* [EXERCISE AIM]
The answer should reproduce the listing below character for character.

* [MATERIAL SUPPLIED]
────────────────

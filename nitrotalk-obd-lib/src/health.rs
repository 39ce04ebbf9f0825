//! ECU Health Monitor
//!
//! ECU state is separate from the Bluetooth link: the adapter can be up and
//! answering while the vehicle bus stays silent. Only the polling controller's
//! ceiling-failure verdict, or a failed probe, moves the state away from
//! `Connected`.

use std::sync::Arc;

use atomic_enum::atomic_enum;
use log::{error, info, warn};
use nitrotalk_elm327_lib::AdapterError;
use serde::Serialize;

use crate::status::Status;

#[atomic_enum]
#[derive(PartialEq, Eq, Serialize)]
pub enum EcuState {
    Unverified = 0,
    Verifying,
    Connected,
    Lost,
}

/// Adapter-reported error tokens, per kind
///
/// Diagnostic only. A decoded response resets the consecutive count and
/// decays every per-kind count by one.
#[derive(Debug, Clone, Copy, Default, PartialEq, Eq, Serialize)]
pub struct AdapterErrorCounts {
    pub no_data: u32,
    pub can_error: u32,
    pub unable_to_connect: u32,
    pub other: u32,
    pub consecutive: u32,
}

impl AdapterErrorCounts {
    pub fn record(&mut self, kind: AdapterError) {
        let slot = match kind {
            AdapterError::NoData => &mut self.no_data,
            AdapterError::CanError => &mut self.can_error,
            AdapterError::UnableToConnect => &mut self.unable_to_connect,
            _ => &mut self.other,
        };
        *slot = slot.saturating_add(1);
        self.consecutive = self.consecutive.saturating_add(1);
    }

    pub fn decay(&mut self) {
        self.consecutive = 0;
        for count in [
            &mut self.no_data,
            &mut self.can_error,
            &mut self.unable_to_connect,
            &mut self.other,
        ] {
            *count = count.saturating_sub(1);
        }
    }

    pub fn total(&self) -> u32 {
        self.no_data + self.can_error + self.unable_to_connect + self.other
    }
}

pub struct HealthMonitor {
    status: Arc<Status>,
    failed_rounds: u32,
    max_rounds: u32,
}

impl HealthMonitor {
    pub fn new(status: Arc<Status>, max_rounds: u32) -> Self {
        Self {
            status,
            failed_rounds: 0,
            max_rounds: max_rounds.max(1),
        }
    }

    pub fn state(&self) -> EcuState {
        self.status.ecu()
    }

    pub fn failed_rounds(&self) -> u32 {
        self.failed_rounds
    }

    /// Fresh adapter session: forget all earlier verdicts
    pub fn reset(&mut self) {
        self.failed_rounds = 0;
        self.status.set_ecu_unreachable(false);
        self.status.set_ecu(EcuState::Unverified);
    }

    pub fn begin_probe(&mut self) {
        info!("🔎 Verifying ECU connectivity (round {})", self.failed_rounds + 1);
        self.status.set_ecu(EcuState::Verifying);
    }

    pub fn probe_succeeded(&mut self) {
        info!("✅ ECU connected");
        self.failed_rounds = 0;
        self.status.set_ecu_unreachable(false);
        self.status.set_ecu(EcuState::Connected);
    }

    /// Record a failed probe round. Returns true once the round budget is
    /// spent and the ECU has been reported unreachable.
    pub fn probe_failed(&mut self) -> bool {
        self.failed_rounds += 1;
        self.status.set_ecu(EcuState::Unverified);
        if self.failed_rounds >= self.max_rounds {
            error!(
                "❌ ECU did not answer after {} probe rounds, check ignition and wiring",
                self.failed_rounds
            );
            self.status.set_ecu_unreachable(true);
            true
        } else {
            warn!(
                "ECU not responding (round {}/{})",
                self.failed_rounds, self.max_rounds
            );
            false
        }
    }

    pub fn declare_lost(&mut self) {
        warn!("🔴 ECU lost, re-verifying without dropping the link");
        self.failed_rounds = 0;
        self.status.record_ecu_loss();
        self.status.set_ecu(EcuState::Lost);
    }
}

────────────────

* [REPLY]
filename nitrotalk-obd-lib/src/health.rs
repository 39ce04ebbf9f0825
//! ECU Health Monitor
//!
//! ECU state is separate from the Bluetooth link: the adapter can be up and
//! answering while the vehicle bus stays silent. Only the polling controller's
//! ceiling-failure verdict, or a failed probe, moves the state away from
//! `Connected`.

use std::sync::Arc;

use atomic_enum::atomic_enum;
use log::{error, info, warn};
use nitrotalk_elm327_lib::AdapterError;
use serde::Serialize;

use crate::status::Status;

#[atomic_enum]
#[derive(PartialEq, Eq, Serialize)]
pub enum EcuState {
    Unverified = 0,
    Verifying,
    Connected,
    Lost,
}

/// Adapter-reported error tokens, per kind
///
/// Diagnostic only. A decoded response resets the consecutive count and
/// decays every per-kind count by one.
#[derive(Debug, Clone, Copy, Default, PartialEq, Eq, Serialize)]
pub struct AdapterErrorCounts {
    pub no_data: u32,
    pub can_error: u32,
    pub unable_to_connect: u32,
    pub other: u32,
    pub consecutive: u32,
}

impl AdapterErrorCounts {
    pub fn record(&mut self, kind: AdapterError) {
        let slot = match kind {
            AdapterError::NoData => &mut self.no_data,
            AdapterError::CanError => &mut self.can_error,
            AdapterError::UnableToConnect => &mut self.unable_to_connect,
            _ => &mut self.other,
        };
        *slot = slot.saturating_add(1);
        self.consecutive = self.consecutive.saturating_add(1);
    }

    pub fn decay(&mut self) {
        self.consecutive = 0;
        for count in [
            &mut self.no_data,
            &mut self.can_error,
            &mut self.unable_to_connect,
            &mut self.other,
        ] {
            *count = count.saturating_sub(1);
        }
    }

    pub fn total(&self) -> u32 {
        self.no_data + self.can_error + self.unable_to_connect + self.other
    }
}

pub struct HealthMonitor {
    status: Arc<Status>,
    failed_rounds: u32,
    max_rounds: u32,
}

impl HealthMonitor {
    pub fn new(status: Arc<Status>, max_rounds: u32) -> Self {
        Self {
            status,
            failed_rounds: 0,
            max_rounds: max_rounds.max(1),
        }
    }

    pub fn state(&self) -> EcuState {
        self.status.ecu()
    }

    pub fn failed_rounds(&self) -> u32 {
        self.failed_rounds
    }

    /// Fresh adapter session: forget all earlier verdicts
    pub fn reset(&mut self) {
        self.failed_rounds = 0;
        self.status.set_ecu_unreachable(false);
        self.status.set_ecu(EcuState::Unverified);
    }

    pub fn begin_probe(&mut self) {
        info!("🔎 Verifying ECU connectivity (round {})", self.failed_rounds + 1);
        self.status.set_ecu(EcuState::Verifying);
    }

    pub fn probe_succeeded(&mut self) {
        info!("✅ ECU connected");
        self.failed_rounds = 0;
        self.status.set_ecu_unreachable(false);
        self.status.set_ecu(EcuState::Connected);
    }

    /// Record a failed probe round. Returns true once the round budget is
    /// spent and the ECU has been reported unreachable.
    pub fn probe_failed(&mut self) -> bool {
        self.failed_rounds += 1;
        self.status.set_ecu(EcuState::Unverified);
        if self.failed_rounds >= self.max_rounds {
            error!(
                "❌ ECU did not answer after {} probe rounds, check ignition and wiring",
                self.failed_rounds
            );
            self.status.set_ecu_unreachable(true);
            true
        } else {
            warn!(
                "ECU not responding (round {}/{})",
                self.failed_rounds, self.max_rounds
            );
            false
        }
    }

    pub fn declare_lost(&mut self) {
        warn!("🔴 ECU lost, re-verifying without dropping the link");
        self.failed_rounds = 0;
        self.status.record_ecu_loss();
        self.status.set_ecu(EcuState::Lost);
    }
}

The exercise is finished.